The Chicana/Latina Foundation
- Founded: 1977
- Focus: Professional and leadership development for Chicana/Latina women
- Location: Burlingame, CA, USA;
- Region served: United States
- Key people: Adriana Ayala, Executive Director
- Revenue: $974,318 (2022)
- Employees: 3
- Website: https://chicanalatina.org/

= Chicana/Latina Foundation =

US non-profit organization

The Chicana/Latina Foundation (CLF) is a non-profit organization that supports professional and leadership development of Latinas.
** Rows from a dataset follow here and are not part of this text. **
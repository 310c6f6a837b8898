//! sunface-app - Coordination and orchestration for the sunface watch face
//!
//! This crate implements the TEA (The Elm Architecture) pattern for the
//! coordinator state, the render clock, the Engine that owns the event loop,
//! the host-facing handle and configuration loading.

pub mod clock;
pub mod config;
pub mod coordinator;
pub mod engine;
pub mod engine_event;
pub mod handler;
pub mod host;
pub mod message;
pub mod renderer;

// Re-export primary types
pub use clock::RenderClock;
pub use config::{load_settings, PeerSettings, Settings};
pub use coordinator::Coordinator;
pub use engine::{transport_for, Engine, TimeSource};
pub use engine_event::EngineEvent;
pub use handler::{UpdateAction, UpdateResult};
pub use host::{HostHandle, HostListener};
pub use message::{HostSignal, Message, WakeStep};
pub use renderer::{NullRenderer, Renderer};
//! Headless mode - NDJSON frame and event stream
//!
//! The binary has no display. Rendered frames and engine events are written
//! to stdout as structured JSON so a host harness or test script can follow
//! the face without parsing anything else.
//!
//! # Event Format
//!
//! Events are output as NDJSON (newline-delimited JSON), one event per line.
//! Each event has an "event" field indicating its type, along with
//! event-specific data and a millisecond `timestamp`.
//!
//! # Example Output
//!
//! ```json
//! {"event":"session_state","old":"disconnected","new":"connecting","timestamp":1704700001000}
//! {"event":"snapshot","snapshot":{"high":21.0,"low":12.5},"timestamp":1704700002000}
//! {"event":"frame","time":"2024-01-08T08:00:02.500+01:00","power_mode":"interactive","snapshot":{"high":21.0,"low":12.5},"timestamp":1704700002500}
//! ```

pub mod runner;

use std::io::{self, Write};

use chrono::{DateTime, FixedOffset, Utc};
use serde::Serialize;

use sunface_app::EngineEvent;
use sunface_core::prelude::*;
use sunface_core::{Fault, PowerMode, RenderFrame, SessionState, WeatherSnapshot};

/// Events emitted in headless mode
#[derive(Debug, Clone, Serialize)]
#[serde(tag = "event", rename_all = "snake_case")]
pub enum HeadlessEvent {
    /// A frame the face would draw
    Frame {
        time: DateTime<FixedOffset>,
        power_mode: PowerMode,
        snapshot: WeatherSnapshot,
        timestamp: i64,
    },

    /// Peer session moved to another state
    SessionState {
        old: String,
        new: String,
        #[serde(skip_serializing_if = "Option::is_none")]
        reason: Option<String>,
        timestamp: i64,
    },

    /// Accepted weather data changed
    Snapshot {
        snapshot: WeatherSnapshot,
        timestamp: i64,
    },

    /// Non-fatal fault observed by the coordinator
    Fault { fault: Fault, timestamp: i64 },

    /// Engine stopped
    Shutdown { timestamp: i64 },

    /// Error occurred outside the engine
    Error {
        message: String,
        fatal: bool,
        timestamp: i64,
    },
}

impl HeadlessEvent {
    /// Emit this event to stdout as JSON, logging any failure
    pub fn emit(&self) {
        let mut stdout = io::stdout().lock();
        if let Err(e) = self.write_to(&mut stdout) {
            error!("Failed to write headless event to stdout: {}", e);
        }
    }

    /// Write this event as one NDJSON line and flush
    pub fn write_to<W: Write>(&self, out: &mut W) -> Result<()> {
        let json = serde_json::to_string(self)?;
        writeln!(out, "{}", json)?;
        out.flush()?;
        Ok(())
    }

    /// Get current timestamp in milliseconds
    fn now() -> i64 {
        Utc::now().timestamp_millis()
    }

    // ─────────────────────────────────────────────────────────
    // Convenience constructors
    // ─────────────────────────────────────────────────────────

    pub fn frame(frame: &RenderFrame) -> Self {
        Self::Frame {
            time: frame.time,
            power_mode: frame.power_mode,
            snapshot: frame.snapshot.clone(),
            timestamp: Self::now(),
        }
    }

    pub fn session_state(old: &SessionState, new: &SessionState) -> Self {
        let reason = match new {
            SessionState::Failed { reason } => Some(reason.clone()),
            _ => None,
        };
        Self::SessionState {
            old: old.label().to_string(),
            new: new.label().to_string(),
            reason,
            timestamp: Self::now(),
        }
    }

    pub fn snapshot(snapshot: &WeatherSnapshot) -> Self {
        Self::Snapshot {
            snapshot: snapshot.clone(),
            timestamp: Self::now(),
        }
    }

    pub fn fault(fault: &Fault) -> Self {
        Self::Fault {
            fault: fault.clone(),
            timestamp: Self::now(),
        }
    }

    pub fn shutdown() -> Self {
        Self::Shutdown {
            timestamp: Self::now(),
        }
    }

    pub fn error(message: String, fatal: bool) -> Self {
        Self::Error {
            message,
            fatal,
            timestamp: Self::now(),
        }
    }

    /// Translate an engine event.
    ///
    /// Frames are written by the renderer itself, so `FrameRendered` maps
    /// to nothing.
    pub fn from_engine_event(event: &EngineEvent) -> Option<Self> {
        match event {
            EngineEvent::FrameRendered(_) => None,
            EngineEvent::SessionStateChanged { old, new } => Some(Self::session_state(old, new)),
            EngineEvent::SnapshotUpdated(snapshot) => Some(Self::snapshot(snapshot)),
            EngineEvent::Fault(fault) => Some(Self::fault(fault)),
            EngineEvent::Shutdown => Some(Self::shutdown()),
        }
    }
}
The Foundation's mission is to support Chicanas/Latinas through college scholarships, personal growth, educational programs, technology, cultural arts, and professional advancement.

==History==
In 1977, three first generation Latinas (Yolanda Ronquillo, Olga Terrazas, and Margaret Santos) who attended the University of California, Berkeley founded the organization to support future generations of Latina college students. The founding of the organization drew inspiration from Comisión Femenil Mexicana Nacional. The first Executive Director was Olga Talamante. In 2014, the organization created a program to provide home Internet access for low-income children.

The Chicana/Latina Foundation is a Latino-serving nonprofit organization that receives funding from the San Francisco-based Latino Community Foundation, which supports organizations led by Hispanics for Hispanics through Hispanic donors.